Self Portrait with Physalis, 1915 by Egon Schiele

In what is probably his best-known self-portrait, the 22-year-old Egon Schiele captivates us in a way that is at once self-confident and fragile. Nothing in this balanced composition is left to chance; every line finds its continuation or a counterpart to which it corresponds:hair and body are both cropped by the edges of the painting as if reflecting, one shoulder is pulled up with the other lowered, and the slender branches bear intensely coloured red lampion fruit (which actually are more likely Chinese lantern flowers).
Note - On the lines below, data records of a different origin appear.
//! Arena-backed hierarchy built from nested JSON datasets.

use serde::Deserialize;
use teselar_core::Rect;
use thiserror::Error;
use tracing::debug;

/// Raw input node as it appears in the dataset JSON.
///
/// Leaves carry a numeric `value` and no children; internal nodes carry
/// children and no own value. A missing `name` fails deserialization.
#[derive(Debug, Clone, Deserialize)]
pub struct RawNode {
    /// Display name, also the trailing segment of the dotted id.
    pub name: String,
    /// Category used for coloring (present on leaves).
    #[serde(default)]
    pub category: Option<String>,
    /// Own numeric value (present on leaves). Some hosted datasets quote
    /// values as strings, so both encodings are accepted.
    #[serde(default, deserialize_with = "value_or_numeric_string")]
    pub value: Option<f64>,
    /// Child nodes (present on internal nodes).
    #[serde(default)]
    pub children: Vec<RawNode>,
}

fn value_or_numeric_string<'de, D>(deserializer: D) -> Result<Option<f64>, D::Error>
where
    D: serde::Deserializer<'de>,
{
    #[derive(Deserialize)]
    #[serde(untagged)]
    enum NumberOrString {
        Number(f64),
        Text(String),
    }

    match Option::<NumberOrString>::deserialize(deserializer)? {
        None => Ok(None),
        Some(NumberOrString::Number(n)) => Ok(Some(n)),
        Some(NumberOrString::Text(s)) => s
            .trim()
            .parse::<f64>()
            .map(Some)
            .map_err(serde::de::Error::custom),
    }
}

/// Errors raised while building a hierarchy.
#[derive(Debug, Error)]
pub enum HierarchyError {
    /// The input JSON did not match the expected shape.
    #[error("failed to parse dataset: {0}")]
    Parse(#[from] serde_json::Error),

    /// A node carried a negative or non-finite value.
    #[error("node '{id}' has invalid value {value}")]
    InvalidValue {
        /// Dotted id of the offending node.
        id: String,
        /// The rejected value.
        value: f64,
    },

    /// A node had an empty name, which would corrupt dotted ids.
    #[error("node with empty name under '{parent}'")]
    EmptyName {
        /// Dotted id of the parent node.
        parent: String,
    },
}

/// Index of a node within the hierarchy arena.
#[derive(Debug, Clone, Copy, PartialEq, Eq, Hash)]
pub struct NodeId(u32);

impl NodeId {
    fn index(self) -> usize {
        self.0 as usize
    }
}

/// A single node of the built hierarchy.
#[derive(Debug, Clone)]
pub struct Node {
    /// Dotted-path identifier: parent id + "." + name (root id = name).
    pub id: String,
    /// Display name.
    pub name: String,
    /// Category (None on internal nodes and the root).
    pub category: Option<String>,
    /// Own value; 0.0 for internal nodes.
    pub value: f64,
    /// Subtree-aggregated value: own value for leaves, children sum otherwise.
    pub aggregate: f64,
    /// Distance from the root.
    pub depth: u16,
    /// Subtree height: 0 for leaves.
    pub height: u16,
    /// Parent index (None for the root). Stored as an index, not a pointer,
    /// so the tree has a single owner.
    pub parent: Option<NodeId>,
    /// Child indices in layout order (descending height, then aggregate).
    pub children: Vec<NodeId>,
    /// Layout bounds, written by the treemap engine.
    pub bounds: Option<Rect>,
}

impl Node {
    /// Check if the node is a leaf.
    #[must_use]
    pub fn is_leaf(&self) -> bool {
        self.children.is_empty()
    }
}

/// The built tree: an arena of [`Node`]s rooted at index 0.
///
/// Built once per dataset load and replaced wholesale on re-load.
#[derive(Debug, Clone)]
pub struct Hierarchy {
    nodes: Vec<Node>,
}

impl Hierarchy {
    /// Parse a JSON document and build the hierarchy from it.
    pub fn from_json(json: &str) -> Result<Self, HierarchyError> {
        let raw: RawNode = serde_json::from_str(json)?;
        Self::build(&raw)
    }

    /// Build a hierarchy from an already-parsed [`RawNode`] tree.
    ///
    /// Runs the full pipeline: pre-order id assignment, post-order value
    /// aggregation, then the recursive layout sort.
    pub fn build(raw: &RawNode) -> Result<Self, HierarchyError> {
        let mut hierarchy = Self { nodes: Vec::new() };
        hierarchy.insert(raw, None)?;
        hierarchy.aggregate(hierarchy.root());
        hierarchy.sort_children(hierarchy.root());
        debug!(
            nodes = hierarchy.len(),
            leaves = hierarchy.leaves().len(),
            total = hierarchy.node(hierarchy.root()).aggregate,
            "hierarchy built"
        );
        Ok(hierarchy)
    }

    /// The root node id.
    #[must_use]
    pub fn root(&self) -> NodeId {
        NodeId(0)
    }

    /// Access a node by id.
    #[must_use]
    pub fn node(&self, id: NodeId) -> &Node {
        &self.nodes[id.index()]
    }

    pub(crate) fn node_mut(&mut self, id: NodeId) -> &mut Node {
        &mut self.nodes[id.index()]
    }

    /// Number of nodes in the tree.
    #[must_use]
    pub fn len(&self) -> usize {
        self.nodes.len()
    }

    /// Check whether the tree is empty (never true for a built hierarchy).
    #[must_use]
    pub fn is_empty(&self) -> bool {
        self.nodes.is_empty()
    }

    /// Leaf ids in depth-first order following the layout sort.
    ///
    /// This is the traversal order that fixes category color assignment.
    #[must_use]
    pub fn leaves(&self) -> Vec<NodeId> {
        let mut out = Vec::new();
        self.collect_leaves(self.root(), &mut out);
        out
    }

    /// Reconstruct a node's dotted id by walking its parent chain.
    #[must_use]
    pub fn path_id(&self, id: NodeId) -> String {
        let mut names = vec![self.node(id).name.as_str()];
        let mut current = id;
        while let Some(parent) = self.node(current).parent {
            names.push(self.node(parent).name.as_str());
            current = parent;
        }
        names.reverse();
        names.join(".")
    }

    fn collect_leaves(&self, id: NodeId, out: &mut Vec<NodeId>) {
        let node = self.node(id);
        if node.is_leaf() {
            out.push(id);
            return;
        }
        for &child in &node.children {
            self.collect_leaves(child, out);
        }
    }

    /// Pre-order insertion: the id depends only on the parent chain, so it
    /// is final before any sorting happens.
    fn insert(&mut self, raw: &RawNode, parent: Option<NodeId>) -> Result<NodeId, HierarchyError> {
        let (id, depth) = match parent {
            Some(parent_id) => {
                let parent_node = self.node(parent_id);
                if raw.name.is_empty() {
                    return Err(HierarchyError::EmptyName {
                        parent: parent_node.id.clone(),
                    });
                }
                (
                    format!("{}.{}", parent_node.id, raw.name),
                    parent_node.depth + 1,
                )
            }
            None => (raw.name.clone(), 0),
        };

        let value = match raw.value {
            Some(v) if !v.is_finite() || v < 0.0 => {
                return Err(HierarchyError::InvalidValue { id, value: v });
            }
            Some(v) if raw.children.is_empty() => v,
            // Internal nodes aggregate from their children; an own value
            // on an internal node is ignored.
            _ => 0.0,
        };

        let node_id = NodeId(u32::try_from(self.nodes.len()).unwrap_or(u32::MAX));
        self.nodes.push(Node {
            id,
            name: raw.name.clone(),
            category: raw.category.clone(),
            value,
            aggregate: 0.0,
            depth,
            height: 0,
            parent,
            children: Vec::with_capacity(raw.children.len()),
            bounds: None,
        });

        for raw_child in &raw.children {
            let child_id = self.insert(raw_child, Some(node_id))?;
            self.node_mut(node_id).children.push(child_id);
        }
        Ok(node_id)
    }

    /// Post-order aggregation of values and subtree heights.
    fn aggregate(&mut self, id: NodeId) -> (f64, u16) {
        let children = self.node(id).children.clone();
        if children.is_empty() {
            let value = self.node(id).value;
            let node = self.node_mut(id);
            node.aggregate = value;
            node.height = 0;
            return (value, 0);
        }

        let mut sum = 0.0;
        let mut max_height = 0;
        for child in children {
            let (aggregate, height) = self.aggregate(child);
            sum += aggregate;
            max_height = max_height.max(height);
        }
        let node = self.node_mut(id);
        node.aggregate = sum;
        node.height = max_height + 1;
        (sum, max_height + 1)
    }

    /// Recursive top-down sort, run once aggregates are known: descending
    /// subtree height, ties broken by descending aggregate. Squarified
    /// layout is order-sensitive, so this ordering is part of the contract.
    fn sort_children(&mut self, id: NodeId) {
        let mut children = self.node(id).children.clone();
        children.sort_by(|&a, &b| {
            let na = self.node(a);
            let nb = self.node(b);
            nb.height.cmp(&na.height).then_with(|| {
                nb.aggregate
                    .partial_cmp(&na.aggregate)
                    .unwrap_or(std::cmp::Ordering::Equal)
            })
        });
        for &child in &children {
            self.sort_children(child);
        }
        self.node_mut(id).children = children;
    }
}

#[cfg(test)]
mod tests {
    use super::*;

    fn sample() -> RawNode {
        serde_json::from_str(
            r#"{
                "name": "root",
                "children": [
                    {
                        "name": "Platform",
                        "children": [
                            {"name": "GameA", "category": "Platform", "value": 10},
                            {"name": "GameB", "category": "Platform", "value": 30}
                        ]
                    },
                    {"name": "Loose", "category": "Misc", "value": 5}
                ]
            }"#,
        )
        .unwrap()
    }

    #[test]
    fn test_missing_name_fails_parse() {
        let err = Hierarchy::from_json(r#"{"value": 3}"#).unwrap_err();
        assert!(matches!(err, HierarchyError::Parse(_)));
        assert!(err.to_string().contains("name"));
    }

    #[test]
    fn test_empty_name_is_fatal() {
        let raw: RawNode = serde_json::from_str(
            r#"{"name": "root", "children": [{"name": "", "value": 1}]}"#,
        )
        .unwrap();
        let err = Hierarchy::build(&raw).unwrap_err();
        assert!(matches!(err, HierarchyError::EmptyName { .. }));
    }

    #[test]
    fn test_invalid_value_is_fatal() {
        let raw: RawNode = serde_json::from_str(
            r#"{"name": "root", "children": [{"name": "bad", "value": -1.0}]}"#,
        )
        .unwrap();
        let err = Hierarchy::build(&raw).unwrap_err();
        match err {
            HierarchyError::InvalidValue { id, value } => {
                assert_eq!(id, "root.bad");
                assert_eq!(value, -1.0);
            }
            other => panic!("unexpected error: {other}"),
        }
    }

    #[test]
    fn test_string_encoded_values_parse() {
        let h = Hierarchy::from_json(
            r#"{"name": "root", "children": [
                {"name": "quoted", "category": "c", "value": "82.90"}
            ]}"#,
        )
        .unwrap();
        assert_eq!(h.node(h.root()).aggregate, 82.9);
    }

    #[test]
    fn test_non_numeric_string_value_fails_parse() {
        let err = Hierarchy::from_json(
            r#"{"name": "root", "children": [
                {"name": "bad", "category": "c", "value": "lots"}
            ]}"#,
        )
        .unwrap_err();
        assert!(matches!(err, HierarchyError::Parse(_)));
    }

    #[test]
    fn test_dotted_ids() {
        let h = Hierarchy::build(&sample()).unwrap();
        let ids: Vec<&str> = h
            .leaves()
            .iter()
            .map(|&id| h.node(id).id.as_str())
            .collect();
        assert!(ids.contains(&"root.Platform.GameA"));
        assert!(ids.contains(&"root.Loose"));
    }

    #[test]
    fn test_path_id_round_trip() {
        let h = Hierarchy::build(&sample()).unwrap();
        for &leaf in &h.leaves() {
            assert_eq!(h.path_id(leaf), h.node(leaf).id);
        }
    }

    #[test]
    fn test_aggregate_sums_bottom_up() {
        let h = Hierarchy::build(&sample()).unwrap();
        assert_eq!(h.node(h.root()).aggregate, 45.0);
        let platform = h.node(h.root()).children[0];
        assert_eq!(h.node(platform).aggregate, 40.0);
    }

    #[test]
    fn test_leaf_without_value_aggregates_to_zero() {
        let h = Hierarchy::from_json(
            r#"{"name": "root", "children": [{"name": "empty"}]}"#,
        )
        .unwrap();
        let child = h.node(h.root()).children[0];
        assert_eq!(h.node(child).aggregate, 0.0);
    }

    #[test]
    fn test_internal_own_value_is_ignored() {
        let h = Hierarchy::from_json(
            r#"{"name": "root", "value": 999,
                "children": [{"name": "leaf", "value": 7}]}"#,
        )
        .unwrap();
        assert_eq!(h.node(h.root()).aggregate, 7.0);
    }

    #[test]
    fn test_children_sorted_by_height_then_aggregate() {
        let h = Hierarchy::build(&sample()).unwrap();
        let children = &h.node(h.root()).children;
        // "Platform" has height 1, "Loose" height 0: height wins.
        assert_eq!(h.node(children[0]).name, "Platform");
        assert_eq!(h.node(children[1]).name, "Loose");

        // Within "Platform", both leaves have height 0: aggregate wins.
        let platform = children[0];
        let grandchildren = &h.node(platform).children;
        assert_eq!(h.node(grandchildren[0]).name, "GameB");
        assert_eq!(h.node(grandchildren[1]).name, "GameA");
    }

    #[test]
    fn test_leaf_order_is_depth_first_after_sort() {
        let h = Hierarchy::build(&sample()).unwrap();
        let names: Vec<&str> = h
            .leaves()
            .iter()
            .map(|&id| h.node(id).name.as_str())
            .collect();
        assert_eq!(names, ["GameB", "GameA", "Loose"]);
    }

    #[test]
    fn test_depths() {
        let h = Hierarchy::build(&sample()).unwrap();
        assert_eq!(h.node(h.root()).depth, 0);
        let platform = h.node(h.root()).children[0];
        assert_eq!(h.node(platform).depth, 1);
        let leaf = h.node(platform).children[0];
        assert_eq!(h.node(leaf).depth, 2);
    }
}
1912 was an extremely productive year for Egon Schiele, a year during which his expressionistic style of painting became somewhat calmer and closer to reality.Schiele's intense involvement with himself, life and the society of his times was to be interrupted abruptly in April of 1912. Schiele, who lived with his girlfriend Wally in the town of Neulengbach, was wrongfully accused of kidnapping an underage girl and taken into investigative custody.Although the charges were soon dropped, Schiele was deeply hurt in terms of his creativity and his self-image as an artist.This is not yet evident in his Self-Portrait with Lampion Fruit; this painting shows an Egon Schiele who is sensitive, confident of his giftedness and likely at the zenith of his creativity.